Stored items
┏━━
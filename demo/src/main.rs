//! chainlog: command-line front end for a hash-chained audit log.
//!
//! Admits events, verifies and attests chain integrity, and queries the
//! committed history of the chain named in the config file.
//!
//! Usage:
//!   chainlog --config chainlog.toml admit --event-type secret_access \
//!       --action "secret accessed" --resource-type secret --resource-id db-password
//!   chainlog verify
//!   chainlog query --actor alice --limit 20
//!   chainlog scenario

use std::{
    fs::OpenOptions,
    io::Read,
    path::{Path, PathBuf},
    sync::Mutex,
};

use chrono::{DateTime, Utc};
use clap::{Args, Parser, Subcommand};
use tracing::info;
use tracing_subscriber::EnvFilter;

use chainlog_contracts::{
    error::{ChainlogError, ChainlogResult},
    event::{AdmissionReceipt, CommittedEvent, EventDraft, EventId, Outcome},
    query::{EventQuery, PageCursor},
    verify::{VerificationRange, VerificationResult},
};
use chainlog_core::{config::ChainlogConfig, gateway::AdmissionGateway};
use chainlog_query::QueryEngine;
use chainlog_verify::IntegrityVerifier;

mod scenario;

// ── CLI definition ────────────────────────────────────────────────────────────

/// Tamper-evident audit log: admit, verify, attest and query events.
#[derive(Parser)]
#[command(
    name = "chainlog",
    about = "Hash-chained, tamper-evident audit event log",
    long_about = "Every admitted event commits to its predecessor's SHA-256 hash.\n\
                  Editing, deleting or reordering a stored row breaks the chain\n\
                  and is reported by `chainlog verify`."
)]
struct Cli {
    /// TOML config file. Defaults apply when omitted.
    #[arg(long, global = true)]
    config: Option<PathBuf>,

    /// Append logs to this file instead of stderr.
    #[arg(long, global = true)]
    log: Option<PathBuf>,

    #[command(subcommand)]
    command: Command,
}

#[derive(Subcommand)]
enum Command {
    /// Admit one event, from flags or from a JSON draft.
    Admit(AdmitArgs),
    /// Verify the whole chain, or the range between two hashes.
    Verify {
        /// `previous_hash` of the first event in the range.
        #[arg(long, requires = "to")]
        from: Option<String>,
        /// `event_hash` of the last event in the range.
        #[arg(long, requires = "from")]
        to: Option<String>,
    },
    /// Verify the whole chain and print an attestation for it.
    Attest,
    /// Query committed events, newest first.
    Query(QueryArgs),
    /// Print one event and check its stored hash.
    Show {
        id: String,
    },
    /// Print the chain head and length.
    Head,
    /// Walk through admission, verification and tamper detection on a
    /// scratch chain.
    Scenario {
        /// Keep the scratch chain at this path instead of a temp directory.
        #[arg(long)]
        keep: Option<PathBuf>,
    },
}

#[derive(Args)]
struct AdmitArgs {
    /// Read an `EventDraft` as JSON from this file, or `-` for stdin.
    #[arg(long, conflicts_with_all = ["event_type", "action", "resource_type", "resource_id"])]
    json: Option<PathBuf>,

    #[arg(long, required_unless_present = "json")]
    event_type: Option<String>,
    #[arg(long, required_unless_present = "json")]
    action: Option<String>,
    #[arg(long, required_unless_present = "json")]
    resource_type: Option<String>,
    #[arg(long, required_unless_present = "json")]
    resource_id: Option<String>,
    /// success, failure or partial_success.
    #[arg(long, default_value = "success")]
    outcome: String,
    #[arg(long)]
    outcome_detail: Option<String>,
    #[arg(long)]
    actor: Option<String>,
    /// JSON object stored as the event's details.
    #[arg(long)]
    details: Option<String>,
    #[arg(long)]
    correlation_id: Option<String>,
    #[arg(long)]
    ip: Option<String>,
    #[arg(long)]
    user_agent: Option<String>,
    /// RFC 3339 timestamp; defaults to admission time.
    #[arg(long)]
    timestamp: Option<String>,
}

#[derive(Args)]
struct QueryArgs {
    /// Repeat to match any of several types.
    #[arg(long = "event-type")]
    event_types: Vec<String>,
    #[arg(long)]
    actor: Option<String>,
    #[arg(long)]
    resource_type: Option<String>,
    #[arg(long, requires = "resource_type")]
    resource_id: Option<String>,
    #[arg(long)]
    outcome: Option<String>,
    #[arg(long)]
    correlation_id: Option<String>,
    /// Inclusive RFC 3339 lower bound.
    #[arg(long)]
    since: Option<String>,
    /// Inclusive RFC 3339 upper bound.
    #[arg(long)]
    until: Option<String>,
    /// `path=json` containment match on details; repeatable.
    #[arg(long = "details")]
    details: Vec<String>,
    /// Oldest first.
    #[arg(long)]
    asc: bool,
    #[arg(long)]
    limit: Option<usize>,
    /// Cursor printed by the previous page.
    #[arg(long)]
    cursor: Option<String>,
    /// Print the number of matches instead of a page.
    #[arg(long)]
    count: bool,
}

// ── Entry point ───────────────────────────────────────────────────────────────

fn main() {
    let cli = Cli::parse();

    if let Err(e) = init_logging(cli.log.as_deref()) {
        eprintln!("chainlog: {}", e);
        std::process::exit(1);
    }

    if let Err(e) = run(cli) {
        eprintln!("chainlog: {}", e);
        std::process::exit(if e.is_integrity_violation() { 2 } else { 1 });
    }
}

/// Structured logging to stderr or a file. Set RUST_LOG=debug for detail.
fn init_logging(path: Option<&Path>) -> ChainlogResult<()> {
    let filter = EnvFilter::try_from_default_env().unwrap_or_else(|_| EnvFilter::new("warn"));
    let builder = tracing_subscriber::fmt().with_env_filter(filter).with_target(false);

    match path {
        None => builder.compact().with_writer(std::io::stderr).init(),
        Some(path) => {
            let file = OpenOptions::new()
                .create(true)
                .append(true)
                .open(path)
                .map_err(|e| ChainlogError::Config {
                    reason: format!("cannot open log file '{}': {}", path.display(), e),
                })?;
            builder.with_ansi(false).with_writer(Mutex::new(file)).init();
        }
    }
    Ok(())
}

fn run(cli: Cli) -> ChainlogResult<()> {
    let config = match &cli.config {
        Some(path) => ChainlogConfig::from_file(path)?,
        None => ChainlogConfig::default(),
    };

    if let Command::Scenario { keep } = &cli.command {
        return scenario::run_scenario(&config, keep.as_deref());
    }

    // Only admission may create or repair the log.
    let store = match &cli.command {
        Command::Admit(_) => chainlog_store::open_store(&config.store)?,
        _ => chainlog_store::open_store_read_only(&config.store)?,
    };
    info!(chain_id = %store.chain_id(), backend = ?config.store.backend, "chain opened");

    match cli.command {
        Command::Admit(args) => {
            let gateway = AdmissionGateway::new(store, config.admission.clone());
            let receipt = gateway.admit(args.into_draft()?)?;
            print_receipt(&receipt);
        }
        Command::Verify { from, to } => {
            let range = match (from, to) {
                (Some(from), Some(to)) => VerificationRange::between(from, to),
                _ => VerificationRange::Full,
            };
            let result = IntegrityVerifier::new(store).verify(&range)?;
            print_verification(&result);
            result.into_result()?;
        }
        Command::Attest => {
            let attestation = IntegrityVerifier::new(store).attest(&VerificationRange::Full)?;
            println!("{}", to_pretty_json(&attestation)?);
        }
        Command::Query(args) => {
            let count_only = args.count;
            let query = args.into_query()?;
            let engine = QueryEngine::new(store, config.query.clone());
            if count_only {
                println!("{}", engine.count(&query)?);
            } else {
                let page = engine.query(&query)?;
                for committed in &page.events {
                    print_event_line(committed);
                }
                match page.next_cursor {
                    Some(cursor) => println!("next cursor: {}", cursor.encode()),
                    None => println!("({} events, end of results)", page.events.len()),
                }
            }
        }
        Command::Show { id } => {
            let id = parse_event_id(&id)?;
            let engine = QueryEngine::new(store, config.query.clone());
            let committed = engine.get(&id)?;
            let recomputed = engine.recompute_hash(&id)?;
            println!("{}", to_pretty_json(&committed)?);
            if recomputed == committed.event.event_hash {
                println!("stored hash matches recomputed hash");
            } else {
                println!("HASH MISMATCH: recomputed {}", recomputed);
            }
        }
        Command::Head => {
            let head = store.head_state()?;
            println!("chain:  {}", store.chain_id());
            println!("events: {}", head.len);
            println!("head:   {}", head.hash);
        }
        Command::Scenario { .. } => {}
    }
    Ok(())
}

// ── Argument conversion ───────────────────────────────────────────────────────

impl AdmitArgs {
    fn into_draft(self) -> ChainlogResult<EventDraft> {
        if let Some(path) = &self.json {
            let text = read_input(path)?;
            return serde_json::from_str(&text)
                .map_err(|e| ChainlogError::validation(format!("invalid event draft JSON: {}", e)));
        }

        let required = |field: Option<String>, name: &str| {
            field.ok_or_else(|| ChainlogError::validation(format!("--{} is required", name)))
        };
        let mut draft = EventDraft::new(
            required(self.event_type, "event-type")?,
            required(self.action, "action")?,
            required(self.resource_type, "resource-type")?,
            required(self.resource_id, "resource-id")?,
            parse_outcome(&self.outcome)?,
        );
        draft.actor = self.actor;
        draft.outcome_detail = self.outcome_detail;
        draft.request_correlation_id = self.correlation_id;
        draft.client.ip_address = self.ip;
        draft.client.user_agent = self.user_agent;
        if let Some(details) = &self.details {
            draft.details = serde_json::from_str(details)
                .map_err(|e| ChainlogError::validation(format!("--details is not valid JSON: {}", e)))?;
        }
        if let Some(ts) = &self.timestamp {
            draft.timestamp = Some(parse_time(ts)?);
        }
        Ok(draft)
    }
}

impl QueryArgs {
    fn into_query(self) -> ChainlogResult<EventQuery> {
        let mut query = EventQuery::new();
        query.event_types = self.event_types;
        query.actor = self.actor;
        query.resource_type = self.resource_type;
        query.resource_id = self.resource_id;
        query.request_correlation_id = self.correlation_id;
        query.limit = self.limit;
        if let Some(outcome) = &self.outcome {
            query.outcome = Some(parse_outcome(outcome)?);
        }
        if let Some(since) = &self.since {
            query.start_time = Some(parse_time(since)?);
        }
        if let Some(until) = &self.until {
            query.end_time = Some(parse_time(until)?);
        }
        for spec in &self.details {
            let (path, raw) = spec.split_once('=').ok_or_else(|| {
                ChainlogError::validation(format!("--details '{}' must look like path=value", spec))
            })?;
            // Bare words are matched as JSON strings.
            let value = serde_json::from_str(raw).unwrap_or_else(|_| serde_json::Value::String(raw.to_string()));
            query = query.with_details_match(path, value);
        }
        if self.asc {
            query = query.ascending();
        }
        if let Some(cursor) = &self.cursor {
            let cursor = PageCursor::decode(cursor)
                .ok_or_else(|| ChainlogError::validation(format!("malformed cursor '{}'", cursor)))?;
            query = query.with_cursor(cursor);
        }
        Ok(query)
    }
}

fn parse_outcome(s: &str) -> ChainlogResult<Outcome> {
    Outcome::parse(s).ok_or_else(|| {
        ChainlogError::validation(format!(
            "unknown outcome '{}' (expected success, failure or partial_success)",
            s
        ))
    })
}

fn parse_time(s: &str) -> ChainlogResult<DateTime<Utc>> {
    DateTime::parse_from_rfc3339(s)
        .map(|t| t.with_timezone(&Utc))
        .map_err(|e| ChainlogError::validation(format!("'{}' is not an RFC 3339 timestamp: {}", s, e)))
}

fn parse_event_id(s: &str) -> ChainlogResult<EventId> {
    EventId::parse(s).ok_or_else(|| ChainlogError::validation(format!("'{}' is not an event id", s)))
}

fn read_input(path: &Path) -> ChainlogResult<String> {
    let mut text = String::new();
    if path == Path::new("-") {
        std::io::stdin()
            .read_to_string(&mut text)
            .map_err(|e| ChainlogError::validation(format!("cannot read stdin: {}", e)))?;
    } else {
        text = std::fs::read_to_string(path)
            .map_err(|e| ChainlogError::validation(format!("cannot read '{}': {}", path.display(), e)))?;
    }
    Ok(text)
}

// ── Output ────────────────────────────────────────────────────────────────────

fn to_pretty_json<T: serde::Serialize>(value: &T) -> ChainlogResult<String> {
    serde_json::to_string_pretty(value)
        .map_err(|e| ChainlogError::storage(format!("failed to render JSON: {}", e)))
}

fn print_receipt(receipt: &AdmissionReceipt) {
    println!("admitted {} to chain '{}'", receipt.id, receipt.chain_id);
    println!("  position:      {}", receipt.position);
    println!("  previous_hash: {}", receipt.previous_hash);
    println!("  event_hash:    {}", receipt.event_hash);
    println!("  attempts:      {}", receipt.attempts);
}

fn print_verification(result: &VerificationResult) {
    match &result.failure {
        None => {
            println!(
                "chain '{}' intact: {} events verified from position {}",
                result.chain_id, result.verified_count, result.start_position
            );
            println!("  tail: {}", result.tail_hash);
        }
        Some(f) => {
            println!("chain '{}' BROKEN at position {}: {}", result.chain_id, f.position, f.kind);
            if let Some(id) = f.event_id {
                println!("  event:    {}", id);
            }
            println!("  expected: {}", f.expected);
            println!("  found:    {}", f.found);
            println!("  {} events verified before the break", result.verified_count);
        }
    }
}

fn print_event_line(committed: &CommittedEvent) {
    let e = &committed.event;
    println!(
        "#{:<6} {}  {:<20} {:<12} {} {}/{} [{}]  {}",
        committed.position,
        e.timestamp.to_rfc3339(),
        e.event_type,
        e.actor.as_deref().unwrap_or("-"),
        e.action,
        e.resource_type,
        e.resource_id,
        e.outcome.as_str(),
        e.id
    );
}
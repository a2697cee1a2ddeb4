//! # chainlog-store
//!
//! The chain state keeper and the row logs it persists to.
//!
//! ## Overview
//!
//! [`ChainStateKeeper`] wraps any [`EventLog`](chainlog_core::EventLog) and
//! implements [`ChainStore`](chainlog_core::ChainStore): it owns the head,
//! serializes commits with a compare-and-swap, and recovers the head from
//! the last row on open. Two logs ship with the crate:
//!
//! - [`MemoryEventLog`]: rows in a `Vec`; nothing survives the process.
//! - [`JsonlEventLog`]: one JSON object per line, rolled back on failed
//!   appends and repaired on a writable open after a torn write. A
//!   read-only open leaves the file exactly as it found it.
//!
//! [`ChainRegistry`] holds several independent chains side by side.
//!
//! ## Usage
//!
//! ```rust,ignore
//! use chainlog_store::{ChainStateKeeper, JsonlEventLog};
//!
//! let log = JsonlEventLog::open("audit/chain.jsonl", true)?;
//! let keeper = Arc::new(ChainStateKeeper::open(ChainId::new("tenant-a"), log)?);
//! let gateway = AdmissionGateway::new(keeper.clone(), RetryPolicy::default());
//! ```

use std::sync::Arc;

use chainlog_contracts::{error::ChainlogResult, event::ChainId};
use chainlog_core::{
    config::{StoreBackend, StoreConfig},
    traits::ChainStore,
};

pub mod file;
pub mod keeper;
pub mod memory;
pub mod registry;

pub use file::JsonlEventLog;
pub use keeper::ChainStateKeeper;
pub use memory::MemoryEventLog;
pub use registry::ChainRegistry;

/// Build the chain handle described by a `[store]` config section.
pub fn open_store(config: &StoreConfig) -> ChainlogResult<Arc<dyn ChainStore>> {
    let chain_id = ChainId::new(config.chain_id.clone());
    let store: Arc<dyn ChainStore> = match config.backend {
        StoreBackend::Memory => Arc::new(ChainStateKeeper::open(chain_id, MemoryEventLog::new())?),
        StoreBackend::File => {
            let log = JsonlEventLog::open(&config.path, config.sync_on_commit)?;
            Arc::new(ChainStateKeeper::open(chain_id, log)?)
        }
    };
    Ok(store)
}

/// Like [`open_store`], but a file-backed chain must already exist and is
/// never written: no file is created, no tail is repaired, commits fail.
pub fn open_store_read_only(config: &StoreConfig) -> ChainlogResult<Arc<dyn ChainStore>> {
    let chain_id = ChainId::new(config.chain_id.clone());
    let store: Arc<dyn ChainStore> = match config.backend {
        StoreBackend::Memory => Arc::new(ChainStateKeeper::open(chain_id, MemoryEventLog::new())?),
        StoreBackend::File => {
            let log = JsonlEventLog::open_read_only(&config.path)?;
            Arc::new(ChainStateKeeper::open(chain_id, log)?)
        }
    };
    Ok(store)
}

// ── Tests ─────────────────────────────────────────────────────────────────────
┗━━
## What you have to do:
Wherever a line of the entries holds the string "return", copy that line.

## Problem solution:
        return scenario::run_scenario(&config, keep.as_deref());
            return serde_json::from_str(&text)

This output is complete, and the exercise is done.